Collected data
········
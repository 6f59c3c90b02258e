use std::collections::HashMap;
use std::time::Duration;

use unplugd_core::retry::{RetryPolicy, RetryRule};
use unplugd_core::stages::StageKind;

use crate::orchestrator::OrchestratorSettings;
use crate::runners::StageCommand;

/// Pipeline configuration loaded from environment variables.
#[derive(Debug, Clone, PartialEq)]
pub struct PipelineConfig {
    /// Bucket holding original uploads.
    pub upload_bucket: String,
    /// Bucket receiving stage artifacts.
    pub output_bucket: String,
    /// Orchestration runs allowed to execute at once.
    pub max_concurrent_runs: usize,
    pub separation_timeout_secs: u64,
    pub transcription_timeout_secs: u64,
    /// Worker command per stage. Either every stage has one or none does.
    pub stage_commands: HashMap<StageKind, StageCommand>,
    /// Run the scripted in-process runner even against durable stores.
    pub allow_scripted_runner: bool,
    pub retry_transient: RetryRule,
    pub retry_task: RetryRule,
}

impl PipelineConfig {
    /// Load configuration from environment variables with defaults.
    ///
    /// | Env Var                              | Default            |
    /// |--------------------------------------|--------------------|
    /// | `UPLOAD_BUCKET`                      | `unplugd-uploads`  |
    /// | `OUTPUT_BUCKET`                      | `unplugd-output`   |
    /// | `MAX_CONCURRENT_RUNS`                | `4`                |
    /// | `SEPARATION_TIMEOUT_SECS`            | `1800`             |
    /// | `TRANSCRIPTION_TIMEOUT_SECS`         | `900`              |
    /// | `SEPARATION_COMMAND`                 | (unset)            |
    /// | `TRANSCRIPTION_COMMAND`              | (unset)            |
    /// | `ALLOW_SCRIPTED_RUNNER`              | `false`            |
    /// | `RETRY_TRANSIENT_MAX_ATTEMPTS`       | `5`                |
    /// | `RETRY_TRANSIENT_INITIAL_DELAY_SECS` | `60`               |
    /// | `RETRY_TRANSIENT_BACKOFF_RATE`       | `2.0`              |
    /// | `RETRY_TASK_MAX_ATTEMPTS`            | `2`                |
    /// | `RETRY_TASK_INITIAL_DELAY_SECS`      | `30`               |
    /// | `RETRY_TASK_BACKOFF_RATE`            | `2.0`              |
    pub fn from_env() -> Self {
        Self::from_lookup(|name| std::env::var(name).ok())
    }

    /// Same as [`from_env`](Self::from_env) with an explicit variable source.
    pub fn from_lookup(lookup: impl Fn(&str) -> Option<String>) -> Self {
        let var = |name: &str, default: &str| lookup(name).unwrap_or_else(|| default.into());

        let upload_bucket = var("UPLOAD_BUCKET", "unplugd-uploads");
        let output_bucket = var("OUTPUT_BUCKET", "unplugd-output");

        let max_concurrent_runs: usize = var("MAX_CONCURRENT_RUNS", "4")
            .parse()
            .expect("MAX_CONCURRENT_RUNS must be a valid usize");
        assert!(max_concurrent_runs > 0, "MAX_CONCURRENT_RUNS must be at least 1");

        let separation_timeout_secs: u64 = var("SEPARATION_TIMEOUT_SECS", "1800")
            .parse()
            .expect("SEPARATION_TIMEOUT_SECS must be a valid u64");

        let transcription_timeout_secs: u64 = var("TRANSCRIPTION_TIMEOUT_SECS", "900")
            .parse()
            .expect("TRANSCRIPTION_TIMEOUT_SECS must be a valid u64");

        let mut stage_commands = HashMap::new();
        for (stage, name) in [
            (StageKind::Separation, "SEPARATION_COMMAND"),
            (StageKind::Transcription, "TRANSCRIPTION_COMMAND"),
        ] {
            if let Some(command) = lookup(name).as_deref().and_then(StageCommand::parse) {
                stage_commands.insert(stage, command);
            }
        }
        assert!(
            stage_commands.is_empty() || stage_commands.len() == StageKind::PIPELINE.len(),
            "SEPARATION_COMMAND and TRANSCRIPTION_COMMAND must be set together"
        );

        let allow_scripted_runner = var("ALLOW_SCRIPTED_RUNNER", "false")
            .parse()
            .expect("ALLOW_SCRIPTED_RUNNER must be true or false");

        let retry_transient = RetryRule {
            max_attempts: var("RETRY_TRANSIENT_MAX_ATTEMPTS", "5")
                .parse()
                .expect("RETRY_TRANSIENT_MAX_ATTEMPTS must be a valid u32"),
            initial_delay: Duration::from_secs(
                var("RETRY_TRANSIENT_INITIAL_DELAY_SECS", "60")
                    .parse()
                    .expect("RETRY_TRANSIENT_INITIAL_DELAY_SECS must be a valid u64"),
            ),
            backoff_rate: var("RETRY_TRANSIENT_BACKOFF_RATE", "2.0")
                .parse()
                .expect("RETRY_TRANSIENT_BACKOFF_RATE must be a valid f64"),
            max_delay: None,
        };

        let retry_task = RetryRule {
            max_attempts: var("RETRY_TASK_MAX_ATTEMPTS", "2")
                .parse()
                .expect("RETRY_TASK_MAX_ATTEMPTS must be a valid u32"),
            initial_delay: Duration::from_secs(
                var("RETRY_TASK_INITIAL_DELAY_SECS", "30")
                    .parse()
                    .expect("RETRY_TASK_INITIAL_DELAY_SECS must be a valid u64"),
            ),
            backoff_rate: var("RETRY_TASK_BACKOFF_RATE", "2.0")
                .parse()
                .expect("RETRY_TASK_BACKOFF_RATE must be a valid f64"),
            max_delay: None,
        };

        Self {
            upload_bucket,
            output_bucket,
            max_concurrent_runs,
            separation_timeout_secs,
            transcription_timeout_secs,
            stage_commands,
            allow_scripted_runner,
            retry_transient,
            retry_task,
        }
    }

    /// Whether the scripted runner may stand in for missing stage commands.
    /// It fakes every stage, so it is only acceptable over in-memory stores
    /// unless explicitly allowed.
    pub fn scripted_runner_allowed(&self, durable_stores: bool) -> bool {
        !durable_stores || self.allow_scripted_runner
    }

    pub fn retry_policy(&self) -> RetryPolicy {
        RetryPolicy {
            transient: self.retry_transient,
            task_execution: self.retry_task,
        }
    }

    pub fn orchestrator_settings(&self) -> OrchestratorSettings {
        OrchestratorSettings {
            policy: self.retry_policy(),
            separation_timeout: Duration::from_secs(self.separation_timeout_secs),
            transcription_timeout: Duration::from_secs(self.transcription_timeout_secs),
            upload_bucket: self.upload_bucket.clone(),
            output_bucket: self.output_bucket.clone(),
        }
    }
}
········
**Directions for this task**
Nothing is to be left out: set down all the records again exactly.

**Answer box**
repository 6f59c3c90b02258e
use std::collections::HashMap;
use std::time::Duration;

use unplugd_core::retry::{RetryPolicy, RetryRule};
use unplugd_core::stages::StageKind;

use crate::orchestrator::OrchestratorSettings;
use crate::runners::StageCommand;

/// Pipeline configuration loaded from environment variables.
#[derive(Debug, Clone, PartialEq)]
pub struct PipelineConfig {
    /// Bucket holding original uploads.
    pub upload_bucket: String,
    /// Bucket receiving stage artifacts.
    pub output_bucket: String,
    /// Orchestration runs allowed to execute at once.
    pub max_concurrent_runs: usize,
    pub separation_timeout_secs: u64,
    pub transcription_timeout_secs: u64,
    /// Worker command per stage. Either every stage has one or none does.
    pub stage_commands: HashMap<StageKind, StageCommand>,
    /// Run the scripted in-process runner even against durable stores.
    pub allow_scripted_runner: bool,
    pub retry_transient: RetryRule,
    pub retry_task: RetryRule,
}

impl PipelineConfig {
    /// Load configuration from environment variables with defaults.
    ///
    /// | Env Var                              | Default            |
    /// |--------------------------------------|--------------------|
    /// | `UPLOAD_BUCKET`                      | `unplugd-uploads`  |
    /// | `OUTPUT_BUCKET`                      | `unplugd-output`   |
    /// | `MAX_CONCURRENT_RUNS`                | `4`                |
    /// | `SEPARATION_TIMEOUT_SECS`            | `1800`             |
    /// | `TRANSCRIPTION_TIMEOUT_SECS`         | `900`              |
    /// | `SEPARATION_COMMAND`                 | (unset)            |
    /// | `TRANSCRIPTION_COMMAND`              | (unset)            |
    /// | `ALLOW_SCRIPTED_RUNNER`              | `false`            |
    /// | `RETRY_TRANSIENT_MAX_ATTEMPTS`       | `5`                |
    /// | `RETRY_TRANSIENT_INITIAL_DELAY_SECS` | `60`               |
    /// | `RETRY_TRANSIENT_BACKOFF_RATE`       | `2.0`              |
    /// | `RETRY_TASK_MAX_ATTEMPTS`            | `2`                |
    /// | `RETRY_TASK_INITIAL_DELAY_SECS`      | `30`               |
    /// | `RETRY_TASK_BACKOFF_RATE`            | `2.0`              |
    pub fn from_env() -> Self {
        Self::from_lookup(|name| std::env::var(name).ok())
    }

    /// Same as [`from_env`](Self::from_env) with an explicit variable source.
    pub fn from_lookup(lookup: impl Fn(&str) -> Option<String>) -> Self {
        let var = |name: &str, default: &str| lookup(name).unwrap_or_else(|| default.into());

        let upload_bucket = var("UPLOAD_BUCKET", "unplugd-uploads");
        let output_bucket = var("OUTPUT_BUCKET", "unplugd-output");

        let max_concurrent_runs: usize = var("MAX_CONCURRENT_RUNS", "4")
            .parse()
            .expect("MAX_CONCURRENT_RUNS must be a valid usize");
        assert!(max_concurrent_runs > 0, "MAX_CONCURRENT_RUNS must be at least 1");

        let separation_timeout_secs: u64 = var("SEPARATION_TIMEOUT_SECS", "1800")
            .parse()
            .expect("SEPARATION_TIMEOUT_SECS must be a valid u64");

        let transcription_timeout_secs: u64 = var("TRANSCRIPTION_TIMEOUT_SECS", "900")
            .parse()
            .expect("TRANSCRIPTION_TIMEOUT_SECS must be a valid u64");

        let mut stage_commands = HashMap::new();
        for (stage, name) in [
            (StageKind::Separation, "SEPARATION_COMMAND"),
            (StageKind::Transcription, "TRANSCRIPTION_COMMAND"),
        ] {
            if let Some(command) = lookup(name).as_deref().and_then(StageCommand::parse) {
                stage_commands.insert(stage, command);
            }
        }
        assert!(
            stage_commands.is_empty() || stage_commands.len() == StageKind::PIPELINE.len(),
            "SEPARATION_COMMAND and TRANSCRIPTION_COMMAND must be set together"
        );

        let allow_scripted_runner = var("ALLOW_SCRIPTED_RUNNER", "false")
            .parse()
            .expect("ALLOW_SCRIPTED_RUNNER must be true or false");

        let retry_transient = RetryRule {
            max_attempts: var("RETRY_TRANSIENT_MAX_ATTEMPTS", "5")
                .parse()
                .expect("RETRY_TRANSIENT_MAX_ATTEMPTS must be a valid u32"),
            initial_delay: Duration::from_secs(
                var("RETRY_TRANSIENT_INITIAL_DELAY_SECS", "60")
                    .parse()
                    .expect("RETRY_TRANSIENT_INITIAL_DELAY_SECS must be a valid u64"),
            ),
            backoff_rate: var("RETRY_TRANSIENT_BACKOFF_RATE", "2.0")
                .parse()
                .expect("RETRY_TRANSIENT_BACKOFF_RATE must be a valid f64"),
            max_delay: None,
        };

        let retry_task = RetryRule {
            max_attempts: var("RETRY_TASK_MAX_ATTEMPTS", "2")
                .parse()
                .expect("RETRY_TASK_MAX_ATTEMPTS must be a valid u32"),
            initial_delay: Duration::from_secs(
                var("RETRY_TASK_INITIAL_DELAY_SECS", "30")
                    .parse()
                    .expect("RETRY_TASK_INITIAL_DELAY_SECS must be a valid u64"),
            ),
            backoff_rate: var("RETRY_TASK_BACKOFF_RATE", "2.0")
                .parse()
                .expect("RETRY_TASK_BACKOFF_RATE must be a valid f64"),
            max_delay: None,
        };

        Self {
            upload_bucket,
            output_bucket,
            max_concurrent_runs,
            separation_timeout_secs,
            transcription_timeout_secs,
            stage_commands,
            allow_scripted_runner,
            retry_transient,
            retry_task,
        }
    }

    /// Whether the scripted runner may stand in for missing stage commands.
    /// It fakes every stage, so it is only acceptable over in-memory stores
    /// unless explicitly allowed.
    pub fn scripted_runner_allowed(&self, durable_stores: bool) -> bool {
        !durable_stores || self.allow_scripted_runner
    }

    pub fn retry_policy(&self) -> RetryPolicy {
        RetryPolicy {
            transient: self.retry_transient,
            task_execution: self.retry_task,
        }
    }

    pub fn orchestrator_settings(&self) -> OrchestratorSettings {
        OrchestratorSettings {
            policy: self.retry_policy(),
            separation_timeout: Duration::from_secs(self.separation_timeout_secs),
            transcription_timeout: Duration::from_secs(self.transcription_timeout_secs),
            upload_bucket: self.upload_bucket.clone(),
            output_bucket: self.output_bucket.clone(),
        }
    }
}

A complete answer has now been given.